→ **Problem requirements**
The answer must consist of every line in the records that contains the word "async".

→ **Provided data**
use super::{check_len, parse_id, ApiResult, AppState, UploadForm};
use crate::repository::StockItemChanges;
use crate::service::StockItem;
use axum::{
    extract::{Multipart, Path, Query, State},
    http::StatusCode,
    Json,
};
use serde::{Deserialize, Serialize};
use tracing::instrument;

fn validate_item(changes: &StockItemChanges) -> ApiResult<()> {
    check_len("name", &changes.name, 1, 100)?;
    check_len("category", &changes.category, 1, 100)
}

#[derive(Debug, Deserialize)]
pub struct StockItemRequest {
    pub name: String,
    pub category: String,
    #[serde(default)]
    pub description: String,
}

impl From<StockItemRequest> for StockItemChanges {
    fn from(r: StockItemRequest) -> Self {
        Self {
            name: r.name,
            category: r.category,
            description: r.description,
        }
    }
}

#[derive(Debug, Deserialize)]
pub struct StockItemQuery {
    pub category: Option<String>,
}

#[derive(Debug, Serialize)]
pub struct StockItemListResponse {
    pub items: Vec<StockItem>,
}

/// Multipart fields: `name`, `category`, `description`, `image`
#[instrument(skip(state, multipart))]
pub(super) async fn create_stock_item(
    State(state): State<AppState>,
    multipart: Multipart,
) -> ApiResult<(StatusCode, Json<StockItem>)> {
    let mut form = UploadForm::read(multipart).await?;
    let changes = StockItemChanges {
        name: form.text("name"),
        category: form.text("category"),
        description: form.text("description"),
    };
    validate_item(&changes)?;
    let image = form.take_image()?;

    let item = state.catalog.stock_items.create(changes, image).await?;
    Ok((StatusCode::CREATED, Json(item)))
}

#[instrument(skip(state))]
pub(super) async fn list_stock_items(
    State(state): State<AppState>,
    Query(params): Query<StockItemQuery>,
) -> ApiResult<Json<StockItemListResponse>> {
    let category = params.category.filter(|c| !c.is_empty());
    let items = state.catalog.stock_items.query(category).await?;
    Ok(Json(StockItemListResponse { items }))
}

pub(super) async fn get_stock_item(
    State(state): State<AppState>,
    Path(id): Path<String>,
) -> ApiResult<Json<StockItem>> {
    let item = state.catalog.stock_items.get(parse_id(&id)?).await?;
    Ok(Json(item))
}

#[instrument(skip(state))]
pub(super) async fn edit_stock_item(
    State(state): State<AppState>,
    Path(id): Path<String>,
    Json(request): Json<StockItemRequest>,
) -> ApiResult<StatusCode> {
    let id = parse_id(&id)?;
    let changes = StockItemChanges::from(request);
    validate_item(&changes)?;
    state.catalog.stock_items.edit(id, &changes).await?;
    Ok(StatusCode::NO_CONTENT)
}

/// Multipart field: `image`
#[instrument(skip(state, multipart))]
pub(super) async fn update_image(
    State(state): State<AppState>,
    Path(id): Path<String>,
    multipart: Multipart,
) -> ApiResult<StatusCode> {
    let id = parse_id(&id)?;
    let image = UploadForm::read(multipart).await?.take_image()?;
    state.catalog.stock_items.update_image(id, image).await?;
    Ok(StatusCode::NO_CONTENT)
}

#[instrument(skip(state))]
pub(super) async fn delete_stock_item(
    State(state): State<AppState>,
    Path(id): Path<String>,
) -> ApiResult<StatusCode> {
    state.catalog.stock_items.delete(parse_id(&id)?).await?;
    Ok(StatusCode::NO_CONTENT)
}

→ **Response area**
pub(super) async fn create_stock_item(
pub(super) async fn list_stock_items(
pub(super) async fn get_stock_item(
pub(super) async fn edit_stock_item(
pub(super) async fn update_image(
pub(super) async fn delete_stock_item(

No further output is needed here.